El Manos au Zeppelin de Saint André Lez Lille – Texte de Rachel Debrincat
La mer est si loin du Zeppelin à Saint André… Pourtant, une étonnante rencontre marine vint, ce soir là , s’échouer à nos pieds. Peut-être penserez-vous que j’ai rêvé, que mes pensées ont divagué vers un mirage, une oasis dorée, que sais-je ? Pourtant, bordée de sable et d’écumes, ruisselante d’eau salée, elle était là , portant en sa coquille de multiples messages.
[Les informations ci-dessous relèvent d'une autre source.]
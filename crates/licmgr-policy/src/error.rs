//! Error taxonomy for policy compilation, evaluation and enforcement.

use thiserror::Error;

/// Result type for policy operations.
pub type PolicyResult<T> = Result<T, PolicyError>;

/// Errors surfaced by the policy context, PDP and PEP.
///
/// A deny is not represented here: denies travel as data (see
/// [`crate::Decision`]) so callers must check the allow flag explicitly.
#[derive(Error, Debug, Clone, PartialEq, Eq)]
pub enum PolicyError {
    /// Duplicate module or cache names, unresolved modules, arity
    /// mismatches, unknown method paths (programming errors).
    #[error("configuration error: {0}")]
    Configuration(String),

    /// Rule language diagnostics raised while compiling a module set.
    #[error("policy compilation failed: {0}")]
    Compile(String),

    /// Runtime failure inside a rule or the evaluator.
    #[error("policy evaluation failed: {0}")]
    Eval(String),

    /// Decision store assembly failure (duplicate or conflicting mounts).
    #[error("decision store error: {0}")]
    Store(String),

    /// The ambient request context was cancelled mid-operation.
    #[error("operation cancelled: {0}")]
    Cancelled(String),
}

impl PolicyError {
    /// Error category for log fields and metrics labels.
    pub fn category(&self) -> &'static str {
        match self {
            PolicyError::Configuration(_) => "configuration",
            PolicyError::Compile(_) => "compile",
            PolicyError::Eval(_) => "eval",
            PolicyError::Store(_) => "store",
            PolicyError::Cancelled(_) => "cancelled",
        }
    }
}
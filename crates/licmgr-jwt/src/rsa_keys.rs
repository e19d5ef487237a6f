//! In-process RSA key store.
//!
//! Holds a verification key and optionally the matching signing key. A
//! store without the private half can only verify, never issue. PEM import
//! accepts PKCS#1 (`RSA PRIVATE KEY`) with a PKCS#8 (`PRIVATE KEY`)
//! fallback for the private side and PKIX (`PUBLIC KEY`) with a PKCS#1
//! fallback for the public side.

use rsa::pkcs1::{DecodeRsaPrivateKey, DecodeRsaPublicKey};
use rsa::pkcs8::{DecodePrivateKey, DecodePublicKey};
use rsa::traits::PublicKeyParts;
use rsa::{RsaPrivateKey, RsaPublicKey};
use tracing::{debug, info};

use licmgr_core::{KeyPair, KeyType, LicenseError, LicenseResult, MIN_RSA_BITS};

/// RSA key pair held in process memory.
#[derive(Debug, Clone)]
pub struct RsaKeyStore {
    verify_key: RsaPublicKey,
    sign_key: Option<RsaPrivateKey>,
    public_id: String,
    private_id: String,
    bits: usize,
}

impl RsaKeyStore {
    /// Generate a fresh key pair.
    ///
    /// `bits` must be at least 2048; 2048 and 4096 are the expected sizes.
    pub fn generate(bits: usize) -> LicenseResult<Self> {
        if bits < MIN_RSA_BITS {
            return Err(LicenseError::Crypto(format!(
                "RSA key length {bits} below the {MIN_RSA_BITS}-bit minimum"
            )));
        }

        let mut rng = rand::thread_rng();
        let sign_key = RsaPrivateKey::new(&mut rng, bits)
            .map_err(|e| LicenseError::Crypto(format!("RSA key generation failed: {e}")))?;
        let verify_key = sign_key.to_public_key();

        info!(bits, "generated RSA signing key pair");

        Ok(Self {
            verify_key,
            sign_key: Some(sign_key),
            public_id: "in-memory:public".to_string(),
            private_id: "in-memory:private".to_string(),
            bits,
        })
    }

    /// Build a store from PEM buffers.
    ///
    /// At least one side must be non-empty. When only the private side is
    /// supplied the public key is derived from it; when both are supplied
    /// they must belong together.
    pub fn from_pem(public_pem: &[u8], private_pem: &[u8]) -> LicenseResult<Self> {
        let sign_key = if private_pem.is_empty() {
            None
        } else {
            Some(parse_private_pem(private_pem)?)
        };

        let verify_key = if public_pem.is_empty() {
            match &sign_key {
                Some(key) => key.to_public_key(),
                None => {
                    return Err(LicenseError::Configuration(
                        "at least a public key must be specified".to_string(),
                    ))
                }
            }
        } else {
            let public = parse_public_pem(public_pem)?;
            if let Some(key) = &sign_key {
                if key.to_public_key() != public {
                    return Err(LicenseError::Crypto(
                        "public key does not match the supplied private key".to_string(),
                    ));
                }
            }
            public
        };

        let bits = verify_key.size() * 8;
        if bits < MIN_RSA_BITS {
            return Err(LicenseError::Crypto(format!(
                "RSA key length {bits} below the {MIN_RSA_BITS}-bit minimum"
            )));
        }

        debug!(bits, has_private = sign_key.is_some(), "loaded RSA keys from PEM");

        Ok(Self {
            public_id: if public_pem.is_empty() {
                String::new()
            } else {
                "buffer:public".to_string()
            },
            private_id: if private_pem.is_empty() {
                String::new()
            } else {
                "buffer:private".to_string()
            },
            verify_key,
            sign_key,
            bits,
        })
    }

    /// Build a store from PEM files.
    ///
    /// An empty path means that side is absent; if only the private path is
    /// given the public key is derived from it.
    pub async fn from_files(public_path: &str, private_path: &str) -> LicenseResult<Self> {
        let public_pem = if public_path.is_empty() {
            Vec::new()
        } else {
            tokio::fs::read(public_path).await?
        };
        let private_pem = if private_path.is_empty() {
            Vec::new()
        } else {
            tokio::fs::read(private_path).await?
        };

        let mut store = Self::from_pem(&public_pem, &private_pem)?;
        if !public_path.is_empty() {
            store.public_id = public_path.to_string();
        }
        if !private_path.is_empty() {
            store.private_id = private_path.to_string();
        }
        Ok(store)
    }

    /// The verification key. Always present.
    pub fn public_key(&self) -> &RsaPublicKey {
        &self.verify_key
    }

    /// The signing key, absent for verification-only stores.
    pub fn private_key(&self) -> Option<&RsaPrivateKey> {
        self.sign_key.as_ref()
    }
}

impl KeyPair for RsaKeyStore {
    fn public_key_id(&self) -> &str {
        &self.public_id
    }

    fn private_key_id(&self) -> &str {
        &self.private_id
    }

    fn key_type(&self) -> KeyType {
        KeyType::Rsa
    }

    fn key_length(&self) -> usize {
        self.bits
    }
}

fn parse_private_pem(pem: &[u8]) -> LicenseResult<RsaPrivateKey> {
    let text = std::str::from_utf8(pem)
        .map_err(|_| LicenseError::Crypto("private key PEM is not valid UTF-8".to_string()))?;
    RsaPrivateKey::from_pkcs1_pem(text)
        .or_else(|_| RsaPrivateKey::from_pkcs8_pem(text))
        .map_err(|e| LicenseError::Crypto(format!("malformed RSA private key PEM: {e}")))
}

fn parse_public_pem(pem: &[u8]) -> LicenseResult<RsaPublicKey> {
    let text = std::str::from_utf8(pem)
        .map_err(|_| LicenseError::Crypto("public key PEM is not valid UTF-8".to_string()))?;
    RsaPublicKey::from_public_key_pem(text)
        .or_else(|_| RsaPublicKey::from_pkcs1_pem(text))
        .map_err(|e| LicenseError::Crypto(format!("malformed RSA public key PEM: {e}")))
}
/// Output of an enforced function, marshaled into named return slots.
///
/// Implemented for tuples up to three elements; a single-return function
/// returns `(value,)`.
pub trait ReturnValues {
    /// Number of return slots this output occupies.
    fn arity() -> usize
    where
        Self: Sized;

    /// Marshal the output into positional JSON values.
    fn into_values(self) -> PolicyResult<Vec<Value>>;
}

macro_rules! impl_return_values {
    ($count:expr $(, $ty:ident . $idx:tt)*) => {
        impl<$($ty: Serialize),*> ReturnValues for ($($ty,)*) {
            fn arity() -> usize {
                $count
            }

            #[allow(unused_mut)]
            fn into_values(self) -> PolicyResult<Vec<Value>> {
                let mut values = Vec::with_capacity($count);
                $(
                    values.push(serde_json::to_value(self.$idx).map_err(|e| {
                        PolicyError::Eval(format!("return value marshaling failed: {e}"))
                    })?);
                )*
                Ok(values)
            }
        }
    };
}

impl_return_values!(0);
impl_return_values!(1, R0.0);
impl_return_values!(2, R0.0, R1.1);
impl_return_values!(3, R0.0, R1.1, R2.2);

/// A function whose invocation and return are gated by policy.
///
/// Marshals positional JSON arguments into the typed signature and the
/// typed output back into positional JSON values.
pub trait EnforcedFn: Send + Sync {
    /// Number of input parameters.
    fn in_arity(&self) -> usize;

    /// Number of return slots.
    fn out_arity(&self) -> usize;

    /// Call the function with marshaled arguments.
    fn call(&self, args: &[Value]) -> PolicyResult<Vec<Value>>;
}

struct FnAdapter<F, Args, Out> {
    f: F,
    _marker: PhantomData<fn(Args) -> Out>,
}

macro_rules! impl_enforced_fn {
    ($fn_name:ident, $count:expr $(, $ty:ident . $idx:tt)*) => {
        impl<F, $($ty,)* Out> EnforcedFn for FnAdapter<F, ($($ty,)*), Out>
        where
            F: Fn($($ty),*) -> Out + Send + Sync,
            $($ty: DeserializeOwned,)*
            Out: ReturnValues,
        {
            fn in_arity(&self) -> usize {
                $count
            }

            fn out_arity(&self) -> usize {
                Out::arity()
            }

            #[allow(non_snake_case)]
            fn call(&self, args: &[Value]) -> PolicyResult<Vec<Value>> {
                if args.len() != $count {
                    return Err(PolicyError::Configuration(format!(
                        "expected {} arguments, got {}",
                        $count,
                        args.len()
                    )));
                }
                $(
                    let $ty: $ty = serde_json::from_value(args[$idx].clone()).map_err(|e| {
                        PolicyError::Eval(format!(
                            "argument {} unmarshaling failed: {e}",
                            $idx
                        ))
                    })?;
                )*
                let out = (self.f)($($ty),*);
                out.into_values()
            }
        }

        /// Adapt a typed function into an [`EnforcedFn`].
        pub fn $fn_name<F, $($ty,)* Out>(f: F) -> Arc<dyn EnforcedFn>
        where
            F: Fn($($ty),*) -> Out + Send + Sync + 'static,
            $($ty: DeserializeOwned + 'static,)*
            Out: ReturnValues + 'static,
        {
            let adapter: FnAdapter<F, ($($ty,)*), Out> = FnAdapter {
                f,
                _marker: PhantomData,
            };
            Arc::new(adapter)
        }
    };
}

impl_enforced_fn!(enforce0, 0);
impl_enforced_fn!(enforce1, 1, A0.0);
impl_enforced_fn!(enforce2, 2, A0.0, A1.1);
impl_enforced_fn!(enforce3, 3, A0.0, A1.1, A2.2);
impl_enforced_fn!(enforce4, 4, A0.0, A1.1, A2.2, A3.3);

/// One function registration: the typed handle plus parameter and return
/// names.
#[derive(Clone)]
pub struct Registration {
    function: Arc<dyn EnforcedFn>,
    parameters: Vec<String>,
    returns: Vec<ReturnSpec>,
}

impl Registration {
    /// Registration for `function`; add names with the chainable setters.
    pub fn new(function: Arc<dyn EnforcedFn>) -> Self {
        Self {
            function,
            parameters: Vec::new(),
            returns: Vec::new(),
        }
    }

    /// Name the input parameters, chainable. The count must match the
    /// function's in-arity at registration.
    pub fn parameters<I, S>(mut self, names: I) -> Self
    where
        I: IntoIterator<Item = S>,
        S: Into<String>,
    {
        self.parameters = names.into_iter().map(Into::into).collect();
        self
    }

    /// Declare the return slots, chainable. The count must match the
    /// function's out-arity at registration.
    pub fn returns(mut self, specs: Vec<ReturnSpec>) -> Self {
        self.returns = specs;
        self
    }
}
El Manos l’avait recueillie et débouchant délicatement le liège habité par de multiples vies, il laissa échapper dans un déferlement de vagues, des flots de missives sonores au coeur de la salle. Seules ses mains pouvaient les déchiffrer…
Etait-elle tombée de ces grandes tentures indiennes qui dessinaient le décor ?
Les tapis tanguaient harmonieusement dans le ciel. Des éléphants, des bouddhas, des couleurs orange et rouges, chaudes et envoûtantes, rendaient l’atmosphère si zen. Avait-elle glissé de la poche de son marchand pendant que se négociait le prix de ses ouvrages ? Confortablement lovée dans les rouleaux de fils, elle aurait voyagé aux milieux de badauds qui prenaient des trains, des bateaux et parcouraient le monde. C’est à ce moment précis, que notre bouteille aurait ébauché ces premiers manuscrits de notes, soigneusement pliés au fonds de sa mémoire.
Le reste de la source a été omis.